As the lines appear below, please set them down exactly, starting at the first and finishing with the one containing "items per second".

=== Section Start ===

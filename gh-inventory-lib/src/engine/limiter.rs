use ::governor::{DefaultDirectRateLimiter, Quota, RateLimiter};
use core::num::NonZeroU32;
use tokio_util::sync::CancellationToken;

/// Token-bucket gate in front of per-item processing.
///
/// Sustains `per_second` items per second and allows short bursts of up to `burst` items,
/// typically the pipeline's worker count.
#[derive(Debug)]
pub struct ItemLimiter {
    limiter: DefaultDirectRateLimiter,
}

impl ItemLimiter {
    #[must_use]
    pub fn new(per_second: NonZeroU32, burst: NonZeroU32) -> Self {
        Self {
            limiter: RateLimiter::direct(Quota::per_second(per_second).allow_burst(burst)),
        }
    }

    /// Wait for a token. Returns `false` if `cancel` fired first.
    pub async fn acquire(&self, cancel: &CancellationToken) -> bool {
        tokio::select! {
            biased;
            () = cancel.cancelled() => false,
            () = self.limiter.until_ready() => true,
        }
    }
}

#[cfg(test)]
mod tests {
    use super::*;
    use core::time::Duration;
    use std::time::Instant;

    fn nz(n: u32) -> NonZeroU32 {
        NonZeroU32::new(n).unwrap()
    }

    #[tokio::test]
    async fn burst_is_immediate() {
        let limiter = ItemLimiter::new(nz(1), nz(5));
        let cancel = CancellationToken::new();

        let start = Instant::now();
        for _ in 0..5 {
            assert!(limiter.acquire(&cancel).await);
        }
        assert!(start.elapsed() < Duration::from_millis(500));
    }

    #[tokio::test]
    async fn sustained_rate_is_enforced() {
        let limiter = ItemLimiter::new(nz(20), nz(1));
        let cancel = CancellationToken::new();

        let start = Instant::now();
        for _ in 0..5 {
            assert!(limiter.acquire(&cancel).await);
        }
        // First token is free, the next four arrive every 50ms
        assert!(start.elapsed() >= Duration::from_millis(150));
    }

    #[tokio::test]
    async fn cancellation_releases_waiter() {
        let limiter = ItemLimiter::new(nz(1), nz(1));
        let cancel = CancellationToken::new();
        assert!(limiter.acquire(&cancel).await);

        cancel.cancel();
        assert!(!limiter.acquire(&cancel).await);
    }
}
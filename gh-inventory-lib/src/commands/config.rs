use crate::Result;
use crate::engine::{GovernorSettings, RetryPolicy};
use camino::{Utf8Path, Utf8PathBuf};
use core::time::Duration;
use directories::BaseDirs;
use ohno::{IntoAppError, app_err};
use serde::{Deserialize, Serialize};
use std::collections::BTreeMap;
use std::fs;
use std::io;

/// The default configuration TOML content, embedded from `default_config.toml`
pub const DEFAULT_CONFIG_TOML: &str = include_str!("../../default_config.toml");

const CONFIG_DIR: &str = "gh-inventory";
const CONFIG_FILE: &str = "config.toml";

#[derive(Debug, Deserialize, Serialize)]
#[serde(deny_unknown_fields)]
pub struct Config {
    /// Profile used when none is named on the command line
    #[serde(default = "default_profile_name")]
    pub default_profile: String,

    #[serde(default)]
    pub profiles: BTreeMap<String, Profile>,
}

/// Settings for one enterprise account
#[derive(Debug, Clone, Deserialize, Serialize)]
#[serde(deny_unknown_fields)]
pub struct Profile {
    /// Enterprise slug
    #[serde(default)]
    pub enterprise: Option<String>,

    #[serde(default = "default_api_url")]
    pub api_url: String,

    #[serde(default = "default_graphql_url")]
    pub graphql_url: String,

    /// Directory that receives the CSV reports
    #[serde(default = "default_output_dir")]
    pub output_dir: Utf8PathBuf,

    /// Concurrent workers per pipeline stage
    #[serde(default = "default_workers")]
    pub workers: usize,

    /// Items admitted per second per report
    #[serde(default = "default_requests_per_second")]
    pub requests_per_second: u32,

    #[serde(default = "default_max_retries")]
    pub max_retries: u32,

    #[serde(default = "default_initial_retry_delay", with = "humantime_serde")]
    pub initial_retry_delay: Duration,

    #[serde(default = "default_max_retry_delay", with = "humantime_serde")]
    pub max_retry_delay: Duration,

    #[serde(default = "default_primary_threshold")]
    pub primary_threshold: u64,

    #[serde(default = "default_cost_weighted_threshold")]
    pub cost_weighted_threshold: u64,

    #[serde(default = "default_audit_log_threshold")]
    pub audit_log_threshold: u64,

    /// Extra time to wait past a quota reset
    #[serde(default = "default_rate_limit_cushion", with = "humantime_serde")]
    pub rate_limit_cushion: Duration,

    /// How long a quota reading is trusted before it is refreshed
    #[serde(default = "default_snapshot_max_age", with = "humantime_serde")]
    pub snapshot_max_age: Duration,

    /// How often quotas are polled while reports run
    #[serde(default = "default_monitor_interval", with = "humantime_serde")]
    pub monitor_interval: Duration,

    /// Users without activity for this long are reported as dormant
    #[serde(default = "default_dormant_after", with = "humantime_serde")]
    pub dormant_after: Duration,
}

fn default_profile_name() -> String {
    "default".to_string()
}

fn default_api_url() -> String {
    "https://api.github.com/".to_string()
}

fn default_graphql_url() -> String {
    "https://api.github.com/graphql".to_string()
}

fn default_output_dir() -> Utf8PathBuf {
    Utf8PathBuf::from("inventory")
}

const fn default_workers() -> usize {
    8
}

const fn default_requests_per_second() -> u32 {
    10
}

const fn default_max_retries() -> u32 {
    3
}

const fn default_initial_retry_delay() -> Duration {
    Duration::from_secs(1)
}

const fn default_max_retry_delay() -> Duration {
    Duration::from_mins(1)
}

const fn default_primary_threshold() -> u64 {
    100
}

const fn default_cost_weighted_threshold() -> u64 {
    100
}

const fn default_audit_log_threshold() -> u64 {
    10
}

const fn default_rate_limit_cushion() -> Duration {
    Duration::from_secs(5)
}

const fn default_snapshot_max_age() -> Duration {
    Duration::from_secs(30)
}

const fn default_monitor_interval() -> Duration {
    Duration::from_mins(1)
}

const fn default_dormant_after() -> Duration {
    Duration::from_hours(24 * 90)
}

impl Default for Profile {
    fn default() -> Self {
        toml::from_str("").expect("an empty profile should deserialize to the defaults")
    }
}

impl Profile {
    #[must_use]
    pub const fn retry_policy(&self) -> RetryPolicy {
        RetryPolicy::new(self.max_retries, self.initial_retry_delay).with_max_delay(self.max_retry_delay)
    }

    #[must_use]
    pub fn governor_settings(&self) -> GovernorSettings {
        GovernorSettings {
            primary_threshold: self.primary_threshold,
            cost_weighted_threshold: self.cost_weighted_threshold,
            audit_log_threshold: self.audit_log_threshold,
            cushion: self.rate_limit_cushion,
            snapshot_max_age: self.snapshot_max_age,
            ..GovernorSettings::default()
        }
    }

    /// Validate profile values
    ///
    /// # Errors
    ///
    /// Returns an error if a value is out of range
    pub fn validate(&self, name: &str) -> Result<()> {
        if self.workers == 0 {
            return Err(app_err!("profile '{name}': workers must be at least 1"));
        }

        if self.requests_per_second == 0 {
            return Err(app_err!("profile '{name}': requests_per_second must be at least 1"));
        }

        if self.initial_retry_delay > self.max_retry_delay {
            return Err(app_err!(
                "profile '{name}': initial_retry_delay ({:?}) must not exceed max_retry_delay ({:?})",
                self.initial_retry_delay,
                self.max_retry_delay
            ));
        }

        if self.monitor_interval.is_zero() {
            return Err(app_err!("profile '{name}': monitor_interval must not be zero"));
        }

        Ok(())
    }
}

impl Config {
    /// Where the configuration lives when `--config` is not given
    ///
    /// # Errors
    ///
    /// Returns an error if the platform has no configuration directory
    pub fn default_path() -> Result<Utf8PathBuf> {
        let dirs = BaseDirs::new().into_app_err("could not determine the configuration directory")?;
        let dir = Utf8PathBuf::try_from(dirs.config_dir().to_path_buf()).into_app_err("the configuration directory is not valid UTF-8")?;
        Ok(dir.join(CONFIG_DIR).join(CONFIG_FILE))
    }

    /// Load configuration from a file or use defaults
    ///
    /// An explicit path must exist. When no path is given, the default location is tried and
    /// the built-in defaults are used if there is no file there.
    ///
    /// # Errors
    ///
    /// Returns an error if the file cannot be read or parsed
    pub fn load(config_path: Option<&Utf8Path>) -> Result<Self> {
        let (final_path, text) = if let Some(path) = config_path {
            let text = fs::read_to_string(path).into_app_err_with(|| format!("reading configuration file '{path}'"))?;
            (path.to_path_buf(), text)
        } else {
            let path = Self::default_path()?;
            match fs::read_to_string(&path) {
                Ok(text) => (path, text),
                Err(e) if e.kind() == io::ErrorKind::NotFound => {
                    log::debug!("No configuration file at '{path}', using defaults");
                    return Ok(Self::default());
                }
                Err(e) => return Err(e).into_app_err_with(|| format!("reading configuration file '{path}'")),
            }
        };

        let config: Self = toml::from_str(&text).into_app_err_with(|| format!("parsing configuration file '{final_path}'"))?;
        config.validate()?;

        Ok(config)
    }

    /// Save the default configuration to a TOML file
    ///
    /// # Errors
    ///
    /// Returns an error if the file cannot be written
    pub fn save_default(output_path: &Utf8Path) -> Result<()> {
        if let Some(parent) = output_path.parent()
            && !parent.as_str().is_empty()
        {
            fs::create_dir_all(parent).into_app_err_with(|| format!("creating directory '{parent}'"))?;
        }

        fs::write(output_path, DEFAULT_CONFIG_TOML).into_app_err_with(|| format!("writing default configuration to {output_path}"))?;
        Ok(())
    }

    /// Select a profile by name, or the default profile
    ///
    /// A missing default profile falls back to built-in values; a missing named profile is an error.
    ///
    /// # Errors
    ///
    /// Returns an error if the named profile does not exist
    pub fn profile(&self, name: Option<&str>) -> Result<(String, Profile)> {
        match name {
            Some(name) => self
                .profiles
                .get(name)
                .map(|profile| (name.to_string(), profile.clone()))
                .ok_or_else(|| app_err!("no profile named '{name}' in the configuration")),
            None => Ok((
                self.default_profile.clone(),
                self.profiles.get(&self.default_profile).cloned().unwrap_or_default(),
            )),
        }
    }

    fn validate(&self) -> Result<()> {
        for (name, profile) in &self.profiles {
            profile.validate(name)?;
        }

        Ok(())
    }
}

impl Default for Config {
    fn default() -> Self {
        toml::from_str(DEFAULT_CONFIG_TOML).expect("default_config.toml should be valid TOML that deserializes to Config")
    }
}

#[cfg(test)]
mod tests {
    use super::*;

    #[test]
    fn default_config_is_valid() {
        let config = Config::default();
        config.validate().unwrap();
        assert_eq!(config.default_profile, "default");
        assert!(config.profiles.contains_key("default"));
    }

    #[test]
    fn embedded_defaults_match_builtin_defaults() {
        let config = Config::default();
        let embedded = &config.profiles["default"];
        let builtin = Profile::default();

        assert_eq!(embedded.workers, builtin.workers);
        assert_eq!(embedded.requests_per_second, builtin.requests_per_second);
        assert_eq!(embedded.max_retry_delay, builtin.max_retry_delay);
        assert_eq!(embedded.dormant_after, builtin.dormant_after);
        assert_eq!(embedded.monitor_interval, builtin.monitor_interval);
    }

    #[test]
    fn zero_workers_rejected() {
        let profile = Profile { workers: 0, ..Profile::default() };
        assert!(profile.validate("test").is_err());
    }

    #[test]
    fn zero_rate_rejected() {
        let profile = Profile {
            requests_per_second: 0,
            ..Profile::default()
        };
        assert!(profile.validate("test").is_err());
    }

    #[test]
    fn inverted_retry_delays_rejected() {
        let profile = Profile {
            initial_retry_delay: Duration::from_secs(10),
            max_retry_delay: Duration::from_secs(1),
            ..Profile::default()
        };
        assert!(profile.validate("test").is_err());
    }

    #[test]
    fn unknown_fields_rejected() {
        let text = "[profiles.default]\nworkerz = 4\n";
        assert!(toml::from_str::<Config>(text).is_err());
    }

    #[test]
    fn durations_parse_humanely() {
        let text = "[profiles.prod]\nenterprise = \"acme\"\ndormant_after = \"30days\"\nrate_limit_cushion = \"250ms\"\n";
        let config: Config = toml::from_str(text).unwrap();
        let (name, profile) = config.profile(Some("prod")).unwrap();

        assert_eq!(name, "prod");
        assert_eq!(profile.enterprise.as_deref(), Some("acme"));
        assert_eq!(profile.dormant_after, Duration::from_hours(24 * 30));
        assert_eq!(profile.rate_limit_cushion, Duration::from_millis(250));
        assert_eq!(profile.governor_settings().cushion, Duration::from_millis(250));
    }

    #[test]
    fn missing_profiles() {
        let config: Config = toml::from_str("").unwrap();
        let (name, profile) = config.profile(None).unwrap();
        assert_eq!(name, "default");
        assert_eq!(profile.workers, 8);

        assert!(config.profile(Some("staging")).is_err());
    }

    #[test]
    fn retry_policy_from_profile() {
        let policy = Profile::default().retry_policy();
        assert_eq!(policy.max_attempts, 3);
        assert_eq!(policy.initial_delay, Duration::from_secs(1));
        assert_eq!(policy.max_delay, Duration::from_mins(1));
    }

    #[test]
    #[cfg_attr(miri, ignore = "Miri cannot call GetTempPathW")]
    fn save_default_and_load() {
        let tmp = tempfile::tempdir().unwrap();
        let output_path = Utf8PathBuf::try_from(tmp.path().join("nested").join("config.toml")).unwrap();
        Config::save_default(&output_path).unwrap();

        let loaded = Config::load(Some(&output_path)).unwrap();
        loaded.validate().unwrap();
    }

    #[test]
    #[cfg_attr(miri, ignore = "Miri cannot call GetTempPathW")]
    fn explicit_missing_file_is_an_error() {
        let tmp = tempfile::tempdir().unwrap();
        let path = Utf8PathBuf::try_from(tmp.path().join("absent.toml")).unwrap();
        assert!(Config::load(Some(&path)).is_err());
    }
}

=== Section End ===

Expected answer =
filename gh-inventory-lib/src/engine/limiter.rs
use ::governor::{DefaultDirectRateLimiter, Quota, RateLimiter};
use core::num::NonZeroU32;
use tokio_util::sync::CancellationToken;

/// Token-bucket gate in front of per-item processing.
///
/// Sustains `per_second` items per second and allows short bursts of up to `burst` items,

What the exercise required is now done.